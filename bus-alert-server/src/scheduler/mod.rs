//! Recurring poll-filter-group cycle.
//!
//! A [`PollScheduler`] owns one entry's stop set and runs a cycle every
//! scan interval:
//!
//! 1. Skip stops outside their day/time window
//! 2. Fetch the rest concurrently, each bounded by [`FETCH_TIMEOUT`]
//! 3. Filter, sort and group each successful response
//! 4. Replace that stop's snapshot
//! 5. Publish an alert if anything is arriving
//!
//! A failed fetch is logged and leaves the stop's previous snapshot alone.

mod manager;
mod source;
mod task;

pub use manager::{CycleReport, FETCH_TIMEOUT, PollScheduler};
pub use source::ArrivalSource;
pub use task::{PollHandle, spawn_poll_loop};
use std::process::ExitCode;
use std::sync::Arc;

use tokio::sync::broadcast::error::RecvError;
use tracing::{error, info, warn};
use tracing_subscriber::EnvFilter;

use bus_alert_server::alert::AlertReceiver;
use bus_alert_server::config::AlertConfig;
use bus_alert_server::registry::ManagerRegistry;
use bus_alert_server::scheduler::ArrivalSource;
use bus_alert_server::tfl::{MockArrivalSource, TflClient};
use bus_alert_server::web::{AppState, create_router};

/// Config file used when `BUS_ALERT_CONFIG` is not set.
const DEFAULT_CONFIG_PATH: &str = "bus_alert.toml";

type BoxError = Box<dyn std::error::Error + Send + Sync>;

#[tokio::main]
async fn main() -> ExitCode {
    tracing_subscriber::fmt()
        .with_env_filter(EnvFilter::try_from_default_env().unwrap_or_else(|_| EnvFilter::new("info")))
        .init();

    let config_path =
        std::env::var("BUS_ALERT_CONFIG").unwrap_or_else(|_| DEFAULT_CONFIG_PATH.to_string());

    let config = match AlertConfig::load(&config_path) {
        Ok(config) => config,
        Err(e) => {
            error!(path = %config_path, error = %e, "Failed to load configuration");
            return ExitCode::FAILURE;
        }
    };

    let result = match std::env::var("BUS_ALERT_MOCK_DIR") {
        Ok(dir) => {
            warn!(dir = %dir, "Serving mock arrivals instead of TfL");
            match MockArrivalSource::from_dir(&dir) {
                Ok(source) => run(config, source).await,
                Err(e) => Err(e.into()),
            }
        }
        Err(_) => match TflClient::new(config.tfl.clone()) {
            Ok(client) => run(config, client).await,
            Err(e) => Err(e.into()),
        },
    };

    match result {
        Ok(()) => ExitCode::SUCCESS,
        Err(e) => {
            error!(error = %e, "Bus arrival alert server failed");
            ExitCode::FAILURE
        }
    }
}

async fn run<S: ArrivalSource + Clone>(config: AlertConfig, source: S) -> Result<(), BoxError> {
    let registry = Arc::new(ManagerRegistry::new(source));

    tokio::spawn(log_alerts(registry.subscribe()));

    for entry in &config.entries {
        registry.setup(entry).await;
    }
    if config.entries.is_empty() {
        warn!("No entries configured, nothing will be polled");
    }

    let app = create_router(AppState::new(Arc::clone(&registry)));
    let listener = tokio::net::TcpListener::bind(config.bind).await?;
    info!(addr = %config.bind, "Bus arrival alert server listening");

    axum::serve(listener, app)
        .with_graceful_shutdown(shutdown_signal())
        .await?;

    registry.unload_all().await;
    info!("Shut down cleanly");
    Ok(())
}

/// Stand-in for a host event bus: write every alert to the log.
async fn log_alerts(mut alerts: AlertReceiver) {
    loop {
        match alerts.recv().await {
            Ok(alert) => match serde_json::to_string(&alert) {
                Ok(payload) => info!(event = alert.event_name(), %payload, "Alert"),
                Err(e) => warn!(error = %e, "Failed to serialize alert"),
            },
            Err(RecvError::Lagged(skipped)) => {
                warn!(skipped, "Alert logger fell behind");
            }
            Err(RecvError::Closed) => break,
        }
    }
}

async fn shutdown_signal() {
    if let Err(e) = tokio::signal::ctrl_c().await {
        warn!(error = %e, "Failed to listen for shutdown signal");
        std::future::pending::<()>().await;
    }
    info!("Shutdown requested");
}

★ ★ ★

- **YOUR ASSIGNMENT**
Exactly how many lines of the listing hold the word "AlertReceiver"? Give the number with nothing else.

- **TASK ANSWER**
2